Make sure the screw goes through the hole labeled “cart” and not “IDL bracket.”
Hook the length of fishing line on the hook of the force sensor, run it over the
pulley, and hang the wire mass hook on the end. Place both of the black cart
masses on the cart.
Experiment: Place the cart on the track about 30 cm (1 foot) away from the
motion detector and turn it on, with one person holding it in position. Have
another team member start taking data. Let go of the cart as soon as the clicking
sound is heard, careful to not get any hands between the detector and the cart,
and let the cart speed away. Catch it just before it crashes into the other end of
the track. When you have a nice graph, copy the graph and paste it in the
section below.
Question 1: How did the result compare to your prediction? Explain how the
velocity, acceleration graphs are related.
The graphs matched our predictions. The velocity increase gradually will a
positive slope, force stayed constantly positive, and the it had little acceleration.
Experiment 2: Measure the average force and average acceleration of the cart
during the time it is moving freely. Do this by click-dragging a rectangle around
the data points with the mouse, and then selecting “mean” from the “Statistics”
button at the top of the window. Record the force and acceleration in the chart
below. Add masses to the wire hanger hanging at the other end of the string and
repeat.
Force (N)
Acceleration (m/s2)
Hanger alone
.172
.069
Hanger + 10 g
.224
.145
Hanger +20 g
.248
.377
Hanger +30 g
.329
.483
Hanger + 40 g
.425
.592
Then enter the force and acceleration data in the table in DataStudio. A graph of
Acceleration vs. force will be automatically created for you. Paste that in the
space below.
Question 2: How does the acceleration relate to force? Can you write down a
mathematical expression?
As force increases so does acceleration. F=ma.

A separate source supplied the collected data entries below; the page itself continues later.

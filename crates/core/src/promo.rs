//! Promo codes configured in the admin back-office.
//!
//! Production validation runs server-side in the data store; `PromoCatalog`
//! applies the same checks in-process for development and tests.

use chrono::NaiveDate;
use dashmap::DashMap;
use rust_decimal::{Decimal, RoundingStrategy};
use serde::{Deserialize, Serialize};
use tracing::{debug, info};

use crate::error::{OrbiError, OrbiResult};

#[derive(Debug, Clone, Copy, Serialize, Deserialize, PartialEq)]
#[serde(tag = "type", content = "value", rename_all = "snake_case")]
pub enum PromoDiscountKind {
    /// Whole percent of the base price.
    Percentage(u32),
    /// Flat currency amount.
    Fixed(Decimal),
}

/// A `promo_codes` row.
#[derive(Debug, Clone, Serialize, Deserialize)]
pub struct PromoCode {
    pub code: String,
    pub discount: PromoDiscountKind,
    #[serde(default)]
    pub valid_from: Option<NaiveDate>,
    #[serde(default)]
    pub valid_until: Option<NaiveDate>,
    #[serde(default)]
    pub max_uses: Option<u32>,
    #[serde(default)]
    pub current_uses: u32,
    #[serde(default)]
    pub min_nights: Option<u32>,
    #[serde(default = "default_active")]
    pub is_active: bool,
}

fn default_active() -> bool {
    true
}

/// What the validator needs to know about the booking. A quote keeps the
/// context it was validated with so settlement checks the same booking.
#[derive(Debug, Clone, Copy, Serialize, Deserialize, PartialEq, Eq)]
pub struct PromoContext {
    pub today: NaiveDate,
    pub nights: u32,
}

/// A validated promo, ready to apply.
#[derive(Debug, Clone, Serialize, Deserialize, PartialEq)]
pub struct PromoDiscount {
    pub code: String,
    pub kind: PromoDiscountKind,
}

impl PromoDiscount {
    /// Currency discount against `base`, never more than `base`.
    pub fn amount_for(&self, base: Decimal) -> Decimal {
        if base <= Decimal::ZERO {
            return Decimal::ZERO;
        }
        let amount = match self.kind {
            PromoDiscountKind::Percentage(pct) => (base * Decimal::from(pct.min(100))
                / Decimal::ONE_HUNDRED)
                .round_dp_with_strategy(0, RoundingStrategy::MidpointAwayFromZero),
            PromoDiscountKind::Fixed(amount) => amount.max(Decimal::ZERO),
        };
        amount.min(base)
    }
}

impl PromoCode {
    /// Check the row against the booking. Returns the rejection reason on failure.
    pub fn check(&self, ctx: &PromoContext) -> Result<(), String> {
        if !self.is_active {
            return Err(format!("{} is not active", self.code));
        }
        if self.valid_from.is_some_and(|from| ctx.today < from) {
            return Err(format!("{} is not valid yet", self.code));
        }
        if self.valid_until.is_some_and(|until| ctx.today > until) {
            return Err(format!("{} has expired", self.code));
        }
        if self.max_uses.is_some_and(|max| self.current_uses >= max) {
            return Err(format!("{} has no uses left", self.code));
        }
        if let Some(min) = self.min_nights {
            if ctx.nights < min {
                return Err(format!("{} requires at least {} nights", self.code, min));
            }
        }
        Ok(())
    }
}

/// Validates promo code strings. The production implementation calls the
/// data store's stored function.
pub trait PromoValidator: Send + Sync {
    fn validate(&self, code: &str, ctx: &PromoContext) -> OrbiResult<PromoDiscount>;

    /// Re-check the code against `ctx` and count one use.
    fn record_use(&self, code: &str, ctx: &PromoContext) -> OrbiResult<()>;

    /// Give back a use taken by `record_use` when the booking did not commit.
    fn release_use(&self, code: &str) -> OrbiResult<()>;
}

/// In-memory promo catalog keyed by upper-cased code.
#[derive(Default)]
pub struct PromoCatalog {
    codes: DashMap<String, PromoCode>,
}

impl PromoCatalog {
    pub fn new() -> Self {
        Self::default()
    }

    pub fn with_codes(codes: impl IntoIterator<Item = PromoCode>) -> Self {
        let catalog = Self::new();
        for code in codes {
            catalog.upsert(code);
        }
        catalog
    }

    pub fn upsert(&self, code: PromoCode) {
        self.codes.insert(normalize(&code.code), code);
    }

    pub fn get(&self, code: &str) -> Option<PromoCode> {
        self.codes.get(&normalize(code)).map(|r| r.value().clone())
    }

    pub fn len(&self) -> usize {
        self.codes.len()
    }

    pub fn is_empty(&self) -> bool {
        self.codes.is_empty()
    }
}

fn normalize(code: &str) -> String {
    code.trim().to_uppercase()
}

impl PromoValidator for PromoCatalog {
    fn validate(&self, code: &str, ctx: &PromoContext) -> OrbiResult<PromoDiscount> {
        let entry = self
            .codes
            .get(&normalize(code))
            .ok_or_else(|| OrbiError::InvalidPromo(format!("unknown code {}", code.trim())))?;
        entry.check(ctx).map_err(OrbiError::InvalidPromo)?;
        debug!(code = %entry.code, kind = ?entry.discount, "Promo code accepted");
        Ok(PromoDiscount {
            code: entry.code.clone(),
            kind: entry.discount,
        })
    }

    fn record_use(&self, code: &str, ctx: &PromoContext) -> OrbiResult<()> {
        let mut entry = self
            .codes
            .get_mut(&normalize(code))
            .ok_or_else(|| OrbiError::InvalidPromo(format!("unknown code {}", code.trim())))?;
        entry.check(ctx).map_err(OrbiError::InvalidPromo)?;
        entry.current_uses += 1;
        info!(code = %entry.code, uses = entry.current_uses, "Promo code used");
        Ok(())
    }

    fn release_use(&self, code: &str) -> OrbiResult<()> {
        let mut entry = self
            .codes
            .get_mut(&normalize(code))
            .ok_or_else(|| OrbiError::InvalidPromo(format!("unknown code {}", code.trim())))?;
        entry.current_uses = entry.current_uses.saturating_sub(1);
        info!(code = %entry.code, uses = entry.current_uses, "Promo code use released");
        Ok(())
    }
}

Experiment 3: Repeat the previous experiment, except this time keep the mass
on the hanger the same and vary the mass of the cart. Using the scale in the
classroom, find out how much your cart weighs with the force sensor, and then
each cart mass. Place 10 or 20 grams on the hanger, and then take all the
masses off the cart. Do the experiment, recording the total mass of the cart and
the acceleration. Repeat for the cart + 1 mass, then with 2 masses, and so forth.
Share masses at your table if you need to.
Mass (kg)
Acceleration (m/s2)
Cart and force sensor
.35
.497
Cart, sensor & 1 mass
.6
.394
Cart, sensor & 2 mass
.85
.247
Cart, sensor & 3 mass
1.1
.169
Cart, sensor & 4 mass
1.35
.143
Then enter the force and acceleration data in the hidden table in DataStudio.
Look in the navigation window in the lower left corner, and click on the second
data table. A graph of Acceleration vs. Mass will be automatically created for you
in the third graph, which you will have to click on in the same navigation window.
Paste that in the space below.
Question 3: How does the mass relate to acceleration? Can you write down a
mathematical expression?
As mass increases on the cart, the acceleration decreases. F/m=a.
Summary
The following questions will help you get the main ideas out of this lab. You
should find these straightforward questions, but take the time to talk it over with
your team and write complete answers to these questions. You may find your
answers here to be the most useful part of this lab down the road.
Summary 1: Force is directly related to which of the motion quantities? How
does changing the force change its motion?
Acceleration. If you increase the force the acceleration increases and if you
decrease the force the acceleration decreases.
Summary 2: How does mass affect motion and force? Can you write down an
expression that relates force, mass and acceleration?
F=ma. The larger the mass, the more force needed to accelerate the object. If
the force is constant and mass is increased, acceleration will decrease.
Summary 3: How do you know your above statements are true? What
experimental observations and/or logical reasoning can you give to justify what
you said in summary questions 1&2?
We know our statements our true because of the experiments run in datastudio.